Try it: Return all of the records exactly.

--- Data to use Enclosed Below ---

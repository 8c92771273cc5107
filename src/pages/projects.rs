//! Project overview page (`/`).
//!
//! SYSTEM CONTEXT
//! ==============
//! Loads the project list whenever a token becomes available. Create and
//! delete run the write first and only then refresh the list.

use leptos::prelude::*;

use crate::components::project_card::ProjectCard;
use crate::components::project_form::ProjectForm;
use crate::net::api::ApiClient;
use crate::net::http::BrowserTransport;
use crate::net::types::{ListOptions, ProjectDraft};
use crate::pages::{SIGN_IN_REQUIRED, describe_action_error};
use crate::state::auth::AuthState;
use crate::state::store::AdminStore;

/// Project list with create and delete actions.
#[component]
pub fn ProjectsPage() -> impl IntoView {
    let store = expect_context::<AdminStore>();
    let client = expect_context::<ApiClient<BrowserTransport>>();
    let projects = store.projects;
    let auth = store.auth;

    let show_create = RwSignal::new(false);
    let create_pending = RwSignal::new(false);
    let delete_project_id = RwSignal::new(None::<String>);
    let action_error = RwSignal::new(None::<String>);

    let load_client = client.clone();
    Effect::new(move || {
        let Some(token) = auth.with(AuthState::token) else {
            return;
        };
        let client = load_client.clone();
        leptos::task::spawn_local(async move {
            if let Err(err) = store.refresh_projects(&client, &token, ListOptions::default()).await {
                log::warn!("projects page: list refresh failed: {err}");
            }
        });
    });

    let on_create_submit = Callback::new({
        let client = client.clone();
        move |draft: ProjectDraft| {
            let Some(token) = store.token() else {
                action_error.set(Some(SIGN_IN_REQUIRED.to_owned()));
                return;
            };
            let client = client.clone();
            create_pending.set(true);
            leptos::task::spawn_local(async move {
                match store.create_project(&client, &token, &draft).await {
                    Ok(refresh) => {
                        show_create.set(false);
                        action_error.set(None);
                        if let Err(err) = store.refresh(&client, &token, refresh).await {
                            log::warn!("projects page: refresh after create failed: {err}");
                        }
                    }
                    Err(err) => action_error.set(Some(describe_action_error("create", &err))),
                }
                create_pending.set(false);
            });
        }
    });

    let on_delete_confirm = Callback::new({
        let client = client.clone();
        move |id: String| {
            delete_project_id.set(None);
            let Some(token) = store.token() else {
                action_error.set(Some(SIGN_IN_REQUIRED.to_owned()));
                return;
            };
            let client = client.clone();
            leptos::task::spawn_local(async move {
                match store.delete_project(&client, &token, &id).await {
                    Ok(refresh) => {
                        action_error.set(None);
                        if let Err(err) = store.refresh(&client, &token, refresh).await {
                            log::warn!("projects page: refresh after delete failed: {err}");
                        }
                    }
                    Err(err) => action_error.set(Some(describe_action_error("delete", &err))),
                }
            });
        }
    });

    let on_create_cancel = Callback::new(move |()| show_create.set(false));
    let on_delete_cancel = Callback::new(move |()| delete_project_id.set(None));
    let on_delete_request = Callback::new(move |id: String| delete_project_id.set(Some(id)));

    view! {
        <Show
            when=move || auth.with(|a| a.token().is_some())
            fallback=move || view! { <div class="projects-page"><p>{SIGN_IN_REQUIRED}</p></div> }
        >
            <div class="projects-page">
                <header class="projects-page__header toolbar">
                    <span class="toolbar__title">"Projects"</span>
                    <span class="toolbar__spacer"></span>
                    <button class="btn toolbar__new-project" on:click=move |_| show_create.set(true)>
                        "+ New Project"
                    </button>
                </header>

                <Show when=move || action_error.get().is_some()>
                    <p class="projects-page__error">{move || action_error.get().unwrap_or_default()}</p>
                </Show>
                <Show when=move || projects.with(|s| s.error.is_some())>
                    <p class="projects-page__error">{move || projects.with(|s| s.error.clone()).unwrap_or_default()}</p>
                </Show>

                <Show
                    when=move || !projects.with(|s| s.loading && s.items.is_empty())
                    fallback=move || view! { <p>"Loading projects..."</p> }
                >
                    <div class="projects-page__cards">
                        {move || {
                            projects
                                .get()
                                .items
                                .into_iter()
                                .map(|project| view! { <ProjectCard project=project on_delete=on_delete_request/> })
                                .collect::<Vec<_>>()
                        }}
                    </div>
                </Show>

                <Show when=move || show_create.get()>
                    <ProjectForm
                        title="Create Project"
                        submit_label="Create"
                        on_submit=on_create_submit
                        on_cancel=on_create_cancel
                        pending=create_pending
                    />
                </Show>
                <Show when=move || delete_project_id.get().is_some()>
                    <DeleteProjectDialog
                        project_id=delete_project_id
                        on_confirm=on_delete_confirm
                        on_cancel=on_delete_cancel
                    />
                </Show>
            </div>
        </Show>
    }
}

/// Confirmation dialog for deleting a project.
#[component]
fn DeleteProjectDialog(
    project_id: RwSignal<Option<String>>,
    on_confirm: Callback<String>,
    on_cancel: Callback<()>,
) -> impl IntoView {
    let confirm = move |_| {
        if let Some(id) = project_id.get_untracked() {
            on_confirm.run(id);
        }
    };

    view! {
        <div class="dialog-backdrop" on:click=move |_| on_cancel.run(())>
            <div class="dialog" on:click=move |ev| ev.stop_propagation()>
                <h2>"Delete Project"</h2>
                <p>"The project will be marked as deleted."</p>
                <div class="dialog__actions">
                    <button class="btn" on:click=move |_| on_cancel.run(())>
                        "Cancel"
                    </button>
                    <button class="btn btn--danger" on:click=confirm>
                        "Delete"
                    </button>
                </div>
            </div>
        </div>
    }
}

--- End of Enclosed Data to use ---

Reply to the task:
repository 8c92771273cc5107
filename src/pages/projects.rs
//! Project overview page (`/`).
//!
//! SYSTEM CONTEXT
//! ==============
//! Loads the project list whenever a token becomes available. Create and
//! delete run the write first and only then refresh the list.

use leptos::prelude::*;

use crate::components::project_card::ProjectCard;
use crate::components::project_form::ProjectForm;
use crate::net::api::ApiClient;
use crate::net::http::BrowserTransport;
use crate::net::types::{ListOptions, ProjectDraft};
use crate::pages::{SIGN_IN_REQUIRED, describe_action_error};
use crate::state::auth::AuthState;
use crate::state::store::AdminStore;

/// Project list with create and delete actions.
#[component]
pub fn ProjectsPage() -> impl IntoView {
    let store = expect_context::<AdminStore>();
    let client = expect_context::<ApiClient<BrowserTransport>>();
    let projects = store.projects;
    let auth = store.auth;

    let show_create = RwSignal::new(false);
    let create_pending = RwSignal::new(false);
    let delete_project_id = RwSignal::new(None::<String>);
    let action_error = RwSignal::new(None::<String>);

    let load_client = client.clone();
    Effect::new(move || {
        let Some(token) = auth.with(AuthState::token) else {
            return;
        };
        let client = load_client.clone();
        leptos::task::spawn_local(async move {
            if let Err(err) = store.refresh_projects(&client, &token, ListOptions::default()).await {
                log::warn!("projects page: list refresh failed: {err}");
            }
        });
    });

    let on_create_submit = Callback::new({
        let client = client.clone();
        move |draft: ProjectDraft| {
            let Some(token) = store.token() else {
                action_error.set(Some(SIGN_IN_REQUIRED.to_owned()));
                return;
            };
            let client = client.clone();
            create_pending.set(true);
            leptos::task::spawn_local(async move {
                match store.create_project(&client, &token, &draft).await {
                    Ok(refresh) => {
                        show_create.set(false);
                        action_error.set(None);
                        if let Err(err) = store.refresh(&client, &token, refresh).await {
                            log::warn!("projects page: refresh after create failed: {err}");
                        }
                    }
                    Err(err) => action_error.set(Some(describe_action_error("create", &err))),
                }
                create_pending.set(false);
            });
        }
    });

    let on_delete_confirm = Callback::new({
        let client = client.clone();
        move |id: String| {
            delete_project_id.set(None);
            let Some(token) = store.token() else {
                action_error.set(Some(SIGN_IN_REQUIRED.to_owned()));
                return;
            };
            let client = client.clone();
            leptos::task::spawn_local(async move {
                match store.delete_project(&client, &token, &id).await {
                    Ok(refresh) => {
                        action_error.set(None);
                        if let Err(err) = store.refresh(&client, &token, refresh).await {
                            log::warn!("projects page: refresh after delete failed: {err}");
                        }
                    }
                    Err(err) => action_error.set(Some(describe_action_error("delete", &err))),
                }
            });
        }
    });

    let on_create_cancel = Callback::new(move |()| show_create.set(false));
    let on_delete_cancel = Callback::new(move |()| delete_project_id.set(None));
    let on_delete_request = Callback::new(move |id: String| delete_project_id.set(Some(id)));

    view! {
        <Show
            when=move || auth.with(|a| a.token().is_some())
            fallback=move || view! { <div class="projects-page"><p>{SIGN_IN_REQUIRED}</p></div> }
        >
            <div class="projects-page">
                <header class="projects-page__header toolbar">
                    <span class="toolbar__title">"Projects"</span>
                    <span class="toolbar__spacer"></span>
                    <button class="btn toolbar__new-project" on:click=move |_| show_create.set(true)>
                        "+ New Project"
                    </button>
                </header>

                <Show when=move || action_error.get().is_some()>
                    <p class="projects-page__error">{move || action_error.get().unwrap_or_default()}</p>
                </Show>
                <Show when=move || projects.with(|s| s.error.is_some())>
                    <p class="projects-page__error">{move || projects.with(|s| s.error.clone()).unwrap_or_default()}</p>
                </Show>

                <Show
                    when=move || !projects.with(|s| s.loading && s.items.is_empty())
                    fallback=move || view! { <p>"Loading projects..."</p> }
                >
                    <div class="projects-page__cards">
                        {move || {
                            projects
                                .get()
                                .items
                                .into_iter()
                                .map(|project| view! { <ProjectCard project=project on_delete=on_delete_request/> })
                                .collect::<Vec<_>>()
                        }}
                    </div>
                </Show>

                <Show when=move || show_create.get()>
                    <ProjectForm
                        title="Create Project"
                        submit_label="Create"
                        on_submit=on_create_submit
                        on_cancel=on_create_cancel
                        pending=create_pending
                    />
                </Show>
                <Show when=move || delete_project_id.get().is_some()>
                    <DeleteProjectDialog
                        project_id=delete_project_id
                        on_confirm=on_delete_confirm
                        on_cancel=on_delete_cancel
                    />
                </Show>
            </div>
        </Show>
    }
}

/// Confirmation dialog for deleting a project.
#[component]
fn DeleteProjectDialog(
    project_id: RwSignal<Option<String>>,
    on_confirm: Callback<String>,
    on_cancel: Callback<()>,
) -> impl IntoView {
    let confirm = move |_| {
        if let Some(id) = project_id.get_untracked() {
            on_confirm.run(id);
        }
    };

    view! {
        <div class="dialog-backdrop" on:click=move |_| on_cancel.run(())>
            <div class="dialog" on:click=move |ev| ev.stop_propagation()>
                <h2>"Delete Project"</h2>
                <p>"The project will be marked as deleted."</p>
                <div class="dialog__actions">
                    <button class="btn" on:click=move |_| on_cancel.run(())>
                        "Cancel"
                    </button>
                    <button class="btn btn--danger" on:click=confirm>
                        "Delete"
                    </button>
                </div>
            </div>
        </div>
    }
}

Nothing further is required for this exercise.